Gemäß dieser Rangliste werden die jeweils vier Startplätze für die U-20-EM in Tallin (Estland) und die U-20-WM in Plovdiv (Bulgarien) vom Deutschen Fechterbund vergeben. Beim Turnier in Basel am vergangenen Wochenende jedoch hat Valentin Rosenmayer lediglich zwei Siege errungen sowie drei Niederlagen einstecken müssen, er schied in der Vorrunde aus – und ist nicht auf Platz vier geklettert. Keine EM, keine WM, als kleiner Trost bleibt ihm die Nominierung in den Bundeskader.
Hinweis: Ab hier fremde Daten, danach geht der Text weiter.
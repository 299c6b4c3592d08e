//! Yield Estimator
//!
//! Combines the crop reference table with a validated request:
//! - `factors`: base yield and the four multiplicative adjustments
//! - `risk`: ordered risk flags
//! - `confidence`: step function over the risk count
//! - `recommendations`: rule-based advice
//! - `jitter`: injectable ±10% perturbation
//!
//! The estimator holds no mutable state; the only non-determinism is the
//! jitter source passed in by the caller.

pub mod confidence;
pub mod factors;
pub mod jitter;
pub mod recommendations;
pub mod risk;

use rayon::prelude::*;
use serde::Serialize;
use serde_json::Value;

use crate::crops::{CropProfile, CropTable};
use crate::error::{EstimateError, ValidationError};
use crate::request::PredictionRequest;

pub use confidence::confidence_score;
pub use factors::{rainfall_factor, soil_factor, temperature_factor, YieldFactors, FACTOR_FLOOR};
pub use jitter::{FixedJitter, JitterMode, JitterSource, UniformJitter, JITTER_SPAN};
pub use recommendations::generate_recommendations;
pub use risk::{assess_risks, RiskFlag, POOR_SOIL_THRESHOLD};

pub const YIELD_UNIT: &str = "tons/acre";

/// Upper bound on requests in one batch
pub const MAX_BATCH_SIZE: usize = 1000;

/// Round to 2 decimal places
pub(crate) fn round2(value: f64) -> f64 {
    (value * 100.0).round() / 100.0
}

/// Readings the estimate was computed from
#[derive(Debug, Clone, PartialEq, Serialize)]
pub struct EnvironmentalFactors {
    pub temperature: f64,
    pub rainfall: f64,
    pub soil_quality: f64,
    pub region: String,
}

impl From<&PredictionRequest> for EnvironmentalFactors {
    fn from(request: &PredictionRequest) -> Self {
        Self {
            temperature: request.temperature,
            rainfall: request.rainfall,
            soil_quality: request.soil_quality,
            region: request.region.clone(),
        }
    }
}

/// One yield prediction, created fresh per request
#[derive(Debug, Clone, PartialEq, Serialize)]
pub struct PredictionResult {
    /// Crop display name (e.g., "Wheat")
    pub crop: String,

    /// One-line summary, e.g. "Predicted yield for Wheat: 3.82 tons/acre"
    pub prediction: String,

    /// Estimated yield, 2 decimal places
    pub yield_value: f64,
    pub unit: &'static str,

    /// 0.60, 0.75 or 0.85
    pub confidence: f64,

    pub risks: Vec<RiskFlag>,
    pub recommendations: Vec<String>,
    pub environmental_factors: EnvironmentalFactors,
    pub yield_factors: YieldFactors,
    pub jitter: f64,
    pub growth_period_days: u32,

    /// RFC 3339 (UTC)
    pub timestamp: String,
}

/// Stateless estimator over a crop table
#[derive(Debug, Clone, Copy)]
pub struct YieldEstimator {
    table: &'static CropTable,
}

impl Default for YieldEstimator {
    fn default() -> Self {
        Self::new(CropTable::global())
    }
}

impl YieldEstimator {
    pub fn new(table: &'static CropTable) -> Self {
        Self { table }
    }

    pub fn table(&self) -> &'static CropTable {
        self.table
    }

    /// Resolve a crop name, mapping a miss to `UnsupportedCrop`
    pub fn crop(&self, crop_name: &str) -> Result<&'static CropProfile, EstimateError> {
        self.table
            .get(crop_name)
            .ok_or_else(|| EstimateError::UnsupportedCrop {
                crop: crop_name.to_string(),
                supported: self.table.ids().join(", "),
            })
    }

    /// Full prediction for a request
    pub fn predict<J: JitterSource + ?Sized>(
        &self,
        request: &PredictionRequest,
        jitter: &mut J,
    ) -> Result<PredictionResult, EstimateError> {
        request.validate()?;
        let crop = self.crop(&request.crop_name)?;

        let factors = YieldFactors::compute(crop, request);
        let offset = jitter.next_offset();
        let yield_value = round2(factors.apply(crop.yield_range.midpoint(), offset));

        if !yield_value.is_finite() {
            return Err(EstimateError::Internal(format!(
                "non-finite yield for {} (factors: {:?}, jitter: {})",
                crop.id, factors, offset
            )));
        }

        let risks = assess_risks(crop, request);
        let confidence = confidence_score(risks.len());
        let recommendations = generate_recommendations(crop, request, &risks);

        Ok(PredictionResult {
            crop: crop.name.to_string(),
            prediction: format!(
                "Predicted yield for {}: {:.2} {}",
                crop.name, yield_value, YIELD_UNIT
            ),
            yield_value,
            unit: YIELD_UNIT,
            confidence,
            risks,
            recommendations,
            environmental_factors: EnvironmentalFactors::from(request),
            yield_factors: factors,
            jitter: offset,
            growth_period_days: crop.growth_period_days,
            timestamp: chrono::Utc::now().to_rfc3339(),
        })
    }

    /// Parse and predict a JSON request body
    pub fn predict_json<J: JitterSource + ?Sized>(
        &self,
        body: &Value,
        jitter: &mut J,
    ) -> Result<PredictionResult, EstimateError> {
        let request = PredictionRequest::from_json(body)?;
        self.predict(&request, jitter)
    }

    /// Predict many JSON requests in parallel.
    ///
    /// Items fail independently; the output keeps input order.
    pub fn predict_batch(
        &self,
        bodies: &[Value],
        mode: JitterMode,
    ) -> Result<Vec<Result<PredictionResult, EstimateError>>, EstimateError> {
        if bodies.len() > MAX_BATCH_SIZE {
            return Err(ValidationError::BatchTooLarge {
                len: bodies.len(),
                max: MAX_BATCH_SIZE,
            }
            .into());
        }

        Ok(bodies
            .par_iter()
            .map(|body| mode.with_source(|source| self.predict_json(body, source)))
            .collect())
    }
}

#[cfg(test)]
mod tests {
    use super::*;
    use approx::assert_relative_eq;
    use serde_json::json;

    fn predict_exact(request: &PredictionRequest) -> Result<PredictionResult, EstimateError> {
        YieldEstimator::default().predict(request, &mut FixedJitter::zero())
    }

    #[test]
    fn test_round2() {
        assert_eq!(round2(3.822), 3.82);
        assert_eq!(round2(1.29766), 1.3);
        assert_eq!(round2(-0.456), -0.46);
    }

    #[test]
    fn test_default_wheat_exact() {
        // 3.25 * 1.0 * 1.0 * 1.12 * 1.05 = 3.822
        let result = predict_exact(&PredictionRequest::default()).unwrap();
        assert_relative_eq!(result.yield_value, 3.82, epsilon = 1e-9);
        assert_eq!(result.unit, "tons/acre");
        assert_eq!(result.confidence, 0.85);
        assert!(result.risks.is_empty());
        assert_eq!(result.recommendations.len(), 1);
        assert_eq!(result.crop, "Wheat");
        assert_eq!(result.prediction, "Predicted yield for Wheat: 3.82 tons/acre");
        assert_eq!(result.growth_period_days, 120);
    }

    #[test]
    fn test_jitter_scales_result() {
        let request = PredictionRequest::default();
        let estimator = YieldEstimator::default();

        let high = estimator.predict(&request, &mut FixedJitter::new(0.1)).unwrap();
        let low = estimator.predict(&request, &mut FixedJitter::new(-0.1)).unwrap();

        // 3.822 * 1.1 = 4.2042, 3.822 * 0.9 = 3.4398
        assert_relative_eq!(high.yield_value, 4.2, epsilon = 1e-9);
        assert_relative_eq!(low.yield_value, 3.44, epsilon = 1e-9);
        assert_relative_eq!(high.jitter, 0.1);
    }

    #[test]
    fn test_harsh_conditions() {
        let request = PredictionRequest {
            temperature: 5.0,
            rainfall: 100.0,
            soil_quality: 30.0,
            ..PredictionRequest::default()
        };
        let result = predict_exact(&request).unwrap();

        // 3.25 * 0.6 * (0.6 + 100/450*0.4) * 0.92 * 1.05 = 1.2977
        assert_relative_eq!(result.yield_value, 1.3, epsilon = 1e-9);
        assert_eq!(result.confidence, 0.6);
        let kinds: Vec<_> = result.risks.iter().map(RiskFlag::kind).collect();
        assert_eq!(kinds, vec!["low_temperature", "drought", "poor_soil"]);
    }

    #[test]
    fn test_unsupported_crop() {
        let err = predict_exact(&PredictionRequest::for_crop("banana")).unwrap_err();
        assert!(matches!(err, EstimateError::UnsupportedCrop { ref crop, .. } if crop == "banana"));
        assert!(err.to_string().contains("banana"));
        assert!(err.to_string().contains("wheat, rice, corn, cotton, sugarcane"));
    }

    #[test]
    fn test_validation_runs_before_lookup() {
        let request = PredictionRequest {
            crop_name: "banana".to_string(),
            soil_quality: 150.0,
            ..PredictionRequest::default()
        };
        let err = predict_exact(&request).unwrap_err();
        assert_eq!(err.kind(), crate::error::ErrorKind::ValidationError);
    }

    #[test]
    fn test_non_finite_yield_is_internal_error() {
        struct NanJitter;
        impl JitterSource for NanJitter {
            fn next_offset(&mut self) -> f64 {
                f64::NAN
            }
        }

        let err = YieldEstimator::default()
            .predict(&PredictionRequest::default(), &mut NanJitter)
            .unwrap_err();
        assert!(matches!(err, EstimateError::Internal(_)));
    }

    #[test]
    fn test_predict_json() {
        let result = YieldEstimator::default()
            .predict_json(&json!({"crop_name": "RICE", "rainfall": 1200}), &mut FixedJitter::zero())
            .unwrap();
        // 2.75 * 1.0 * 1.0 * 1.12 * 1.05 = 3.234
        assert_eq!(result.crop, "Rice");
        assert_relative_eq!(result.yield_value, 3.23, epsilon = 1e-9);
    }

    #[test]
    fn test_batch_keeps_order_and_isolates_failures() {
        let bodies = vec![
            json!({"crop_name": "wheat"}),
            json!({"crop_name": "banana"}),
            json!({"soil_quality": 150}),
            json!({"crop_name": "corn", "region": "Punjab"}),
        ];
        let results = YieldEstimator::default()
            .predict_batch(&bodies, JitterMode::Fixed(0.0))
            .unwrap();

        assert_eq!(results.len(), 4);
        assert_relative_eq!(results[0].as_ref().unwrap().yield_value, 3.82, epsilon = 1e-9);
        assert!(matches!(results[1], Err(EstimateError::UnsupportedCrop { .. })));
        assert!(matches!(results[2], Err(EstimateError::Validation(_))));
        // 3.5 * 1.12 * 1.10 = 4.312
        assert_relative_eq!(results[3].as_ref().unwrap().yield_value, 4.31, epsilon = 1e-9);
    }

    #[test]
    fn test_batch_size_limit() {
        let bodies = vec![json!({}); MAX_BATCH_SIZE + 1];
        let err = YieldEstimator::default()
            .predict_batch(&bodies, JitterMode::Random)
            .unwrap_err();
        assert!(matches!(
            err,
            EstimateError::Validation(ValidationError::BatchTooLarge { .. })
        ));
    }
}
Beim Fechten ist nicht nur eine präzise Beobachtungsgabe gefordert, es braucht eine gewandte Klinge, schnelle Beine und flinke Arme, eine Portion Ausdauer, ein Füllmaß an Konzentration und einen stets wachen Geist. Wenn nicht Muhammad Ali vor mehr als 50 Jahren das Bild „schwebe wie ein Schmetterling, stich wie eine Biene“ für seinen bewunderten Boxstil geprägt hätte, man müsste es für die Fechter erfinden. „Diese Gesamtheit fasziniert mich am Fechten“, erzählt Valentin Rosenmayer, „dieses Zusammenspiel von Psyche und Physis.“

Ohne Disziplin geht gar nichts

Diese Mischung hat den jungen Mann bereits vor mehr als zehn Jahren für sich eingenommen, was Fußball und Tennis nicht gelungen ist, den beiden Sportarten, denen er sich bis dahin gewidmet hatte. In einem Schnupperkurs in der Schule überwältigte ihn der Zauber des Fechtens, davor hatte er lediglich als Kind mit Holzschwertern in der Luft herumgefuchtelt. Er schaute bei den TSF Ditzingen vorbei, bekam eine richtige Waffe in die Hand gedrückt – und damit war die Zukunft geschrieben. „Der Anfang war hart und anstrengend“, erzählt der Gymnasiast, „über Wochen übt man nur Grundstellung und Beinarbeit. Aber ich war so begeistert, dass ich dabei geblieben bin.“ Von 40 Anfängern blieben am Ende noch rund zehn übrig, die die Abschlussprüfung meisterten.

Foto: Andreas Gorr

Durchhaltevermögen ist auch heute noch wichtig, wo Valentin Rosenmayer längst nicht mehr zu den Debütanten auf der Planche zählt. Dreimal pro Woche steht Training auf dem Plan, das genauso viel Engagement benötigt wie das Lernen auf die anstehende Abiturprüfung – ohne Selbstdisziplin kommt man weder hier noch dort ans Ziel. Und auch Valentin Rosenmayer gibt zu, dass „ich viel an mir arbeiten musste, um alles unter einen Hut zu bringen“. Einen erklecklichen Anteil an seiner Entwicklung hat auch Trainer Zoltan Szegedi, der ihn nicht nur als Fechter weitergebracht hat, sondern auch in seiner geistigen Entwicklung. „Fechten“, betont der Teenager, „ist vielleicht ein bisschen Talent plus viel, viel Arbeit.“

Reisen gehört mit zum Geschäft

Neben dem begabten U-20-Degenkämpfer zählen weitere Talente zum Team der TSF. Ben Szalay beendete das Turnier in Tauberbischofsheim auf Platz 42, Samuel Hochwald erreichte Platz 59. Die Ungarin Luca Komma erreichte bei den U-20-Damen Platz 60. Wer gerne die Klingen kreuzt, darf das Reisen nicht fürchten. Der Ditzinger startete bei Weltcups in Riga (Lettland) und Heraklion (Griechenland) sowie zuletzt in Basel, was ein Katzensprung war. Je nach Ranglistenplatz übernimmt der Verband einen Teil der Kosten, aber auch die TSF müssen sich finanziell beteiligen – und mitunter muss die Familienkasse herhalten. „Ich finde es traurig“, sagt Valentin Rosenmayer, „dass wir nur wenige Sponsoren haben, obwohl so viele Firmen in der Region sind. Es ist immerhin eine olympische Sportart, die in Deutschland eine große Geschichte besitzt.“

Die Konstellation ist irgendwie ein Spiegelbild dieser Sportart. Fechten benötigt Disziplin und Durchhaltevermögen, und nur mit harter, unablässiger Arbeit gelingt es, sowohl über die Gegner zu siegen wie auch neue Sponsoren zu gewinnen.